Re: harden-debian script?
In a message dated 10/25/00 6:53:44 PM Eastern Daylight Time, firstname.lastname@example.org
> After I install new debian boxes the permissions are always something
> like 755. This is bad in my opinion, for a multiuser box. On firewalls,
> however, there should be very few people logging in at all and then only
> to administer the box, not to read mail or anything like that.
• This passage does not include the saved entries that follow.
// SPDX-License-Identifier: MIT
// Copyright (c) 2026 Alfred Jean LLC

//! Configuration loading for `svctest.toml`.
//!
//! Every field is optional. An absent file yields the defaults in
//! [`defaults`], which reproduce the plain `uv` + `pytest` workflow.

pub mod defaults;

use std::path::{Path, PathBuf};

use serde::Deserialize;

use crate::command::CommandSpec;
use crate::error::{Error, Result};

pub use defaults::CONFIG_FILE;

/// Top-level configuration.
#[derive(Debug, Clone, Deserialize)]
#[serde(deny_unknown_fields)]
pub struct Config {
    /// Services directory, relative to the repository root.
    #[serde(default = "Config::default_services_dir")]
    pub services_dir: PathBuf,

    /// Manifest file name marking a directory as a service.
    #[serde(default = "Config::default_manifest")]
    pub manifest: String,

    /// Order services run in.
    #[serde(default)]
    pub order: Order,

    /// Dependency sync settings.
    #[serde(default)]
    pub sync: SyncConfig,

    /// Per-service test settings.
    #[serde(default)]
    pub test: TestConfig,
}

impl Default for Config {
    fn default() -> Self {
        Self {
            services_dir: Self::default_services_dir(),
            manifest: Self::default_manifest(),
            order: Order::default(),
            sync: SyncConfig::default(),
            test: TestConfig::default(),
        }
    }
}

impl Config {
    pub(crate) fn default_services_dir() -> PathBuf {
        PathBuf::from(defaults::SERVICES_DIR)
    }

    pub(crate) fn default_manifest() -> String {
        defaults::MANIFEST.to_string()
    }

    /// Parse config from TOML text and validate it.
    pub fn parse(content: &str, path: &Path) -> Result<Self> {
        let config: Config = toml::from_str(content)
            .map_err(|source| Error::ConfigParse { path: path.to_path_buf(), source })?;
        config.validate()?;
        Ok(config)
    }

    /// Reject values that would make every run fail in a confusing way.
    pub fn validate(&self) -> Result<()> {
        if self.manifest.trim().is_empty() {
            return Err(Error::ConfigInvalid("`manifest` must not be empty".to_string()));
        }
        if Path::new(&self.manifest).components().count() != 1 {
            return Err(Error::ConfigInvalid(format!(
                "`manifest` must be a plain file name, got {:?}",
                self.manifest
            )));
        }
        if self.services_dir.as_os_str().is_empty() {
            return Err(Error::ConfigInvalid("`services_dir` must not be empty".to_string()));
        }
        self.sync_command()?;
        self.test_command()?;
        Ok(())
    }

    /// The dependency sync command.
    pub fn sync_command(&self) -> Result<CommandSpec> {
        CommandSpec::from_argv(&self.sync.command)
            .ok_or_else(|| Error::ConfigInvalid("`sync.command` must not be empty".to_string()))
    }

    /// The per-service test command.
    pub fn test_command(&self) -> Result<CommandSpec> {
        CommandSpec::from_argv(&self.test.command)
            .ok_or_else(|| Error::ConfigInvalid("`test.command` must not be empty".to_string()))
    }

    /// Absolute services directory for a given repository root.
    pub fn services_path(&self, root: &Path) -> PathBuf {
        root.join(&self.services_dir)
    }
}

/// Order in which discovered services are executed.
#[derive(Debug, Clone, Copy, Default, PartialEq, Eq, Deserialize)]
#[serde(rename_all = "lowercase")]
pub enum Order {
    /// Whatever order the file system yields entries in.
    #[default]
    Filesystem,
    /// Lexicographic by service name.
    Sorted,
}

/// `[sync]` section.
#[derive(Debug, Clone, Deserialize)]
#[serde(deny_unknown_fields)]
pub struct SyncConfig {
    /// Command argv, run with the repository root as working directory.
    #[serde(default = "defaults::sync_command")]
    pub command: Vec<String>,
}

impl Default for SyncConfig {
    fn default() -> Self {
        Self { command: defaults::sync_command() }
    }
}

/// `[test]` section.
#[derive(Debug, Clone, Deserialize)]
#[serde(deny_unknown_fields)]
pub struct TestConfig {
    /// Command argv, run with each service directory as working directory.
    #[serde(default = "defaults::test_command")]
    pub command: Vec<String>,
}

impl Default for TestConfig {
    fn default() -> Self {
        Self { command: defaults::test_command() }
    }
}

/// Load and validate a config file.
pub fn load(path: &Path) -> Result<Config> {
    let content = std::fs::read_to_string(path)
        .map_err(|source| Error::ConfigRead { path: path.to_path_buf(), source })?;
    Config::parse(&content, path)
}

/// Load `svctest.toml` from `root` if present, otherwise return defaults.
pub fn load_or_default(root: &Path) -> Result<Config> {
    let path = root.join(CONFIG_FILE);
    if path.is_file() {
        tracing::debug!("loading config from {}", path.display());
        load(&path)
    } else {
        Ok(Config::default())
    }
}

#[cfg(test)]
#[path = "mod_tests.rs"]
mod tests;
Therefore
> this isn't much of an issue for firewall installs.
> Does anyone know why debian has such lax perms on home dirs?
The way "we" have handled this (for many years) is:
write a crummy little shell script to add your desire to a command (later you
can add more and have it ask you to choose what you want it to do and then
execute some block of commands accordingly)
chmod that file for the maximum restrictions of it's power (which can/should
have some added additional sensible defaults and traps inside it, you add
these after it works w/a single chmod of $1 or etc., while it's still
crummy/little, then as it gets bigger you can always re-place its function in
mkdir /usr/local/sbin or better /usr/local/adm/sec
chmod that so that ONLY you can "see" it (x permission on a directory is
search/see ability for ug&o; no w for anyone (you chmod write perm for yoy
only, back "onto" for any maint. session (and inside the script, make sure it
exits AND traps w/re-set/affirm chmods on script(s) and dir)
for your usual userid (this should be root only, unless you have a semi-root
trust/power system; or create new user to just do these types of things by
whom have their PATH be the only PATH that puts the created dir within
consider calling it "adduser" and putting it in the dir mentioned
above, on your path before the real adduser
so it first calls the real adduser and then does/adds your other
stuff too (pre/post/whatever actually, even redirect output strings to logs
of before/after copies)
Thus, you can roll your own (your enhanced) adduser and bottle it up nicely
I do a lot of this sort of thing in a directory that is first on my PATH. A
"rm" that saves to another file system (other file-system)/usr/rms (w/a cron
size warner) for example, and scripts named 1(ls -l"$@"|less),1t(ls
-lrt|less), 2, 3, 4, 5, 6, 7(file "$@"|less), 8, 9, 0, a, t(date), c, z, q,
etc. (especially the keys you can hit fast w/o "fat finger" effect). Then
you slap your own hot key w/a RETURN and haul!
"pwd <RETURN>" is ok, but the pinky fingers are unreliable at high speed and
"reaching" for me and others, so I use "z <RETURN>" instead cause my left
pinky finger is reliable w/ a simple tuck, instead of a reach.
"alias" can do this but is much less self documenting and not available in
all legacy shells and .*IXs.
I keep this (my hot keys) dir on a floppy to take to any system I end up
working on, bc. I get soooo empowered by my familiarity w/them (I love this
speed!), I am frustrated as heck whenever they are'nt "at hand" :) .
IMHO, many commands standardly allowed "all"/"some" need rethinking for a
secure system and it's so easy to apply additional/other/totally-new
abilities by (re)"wrapping" what's there, incorporating PATH w/permissions,
execs, sub-shells etc.
Forgive any lack of lucidity, I wrote this while I was supposed to have moved
on to other expectations of others. It's only email. A forum for'em.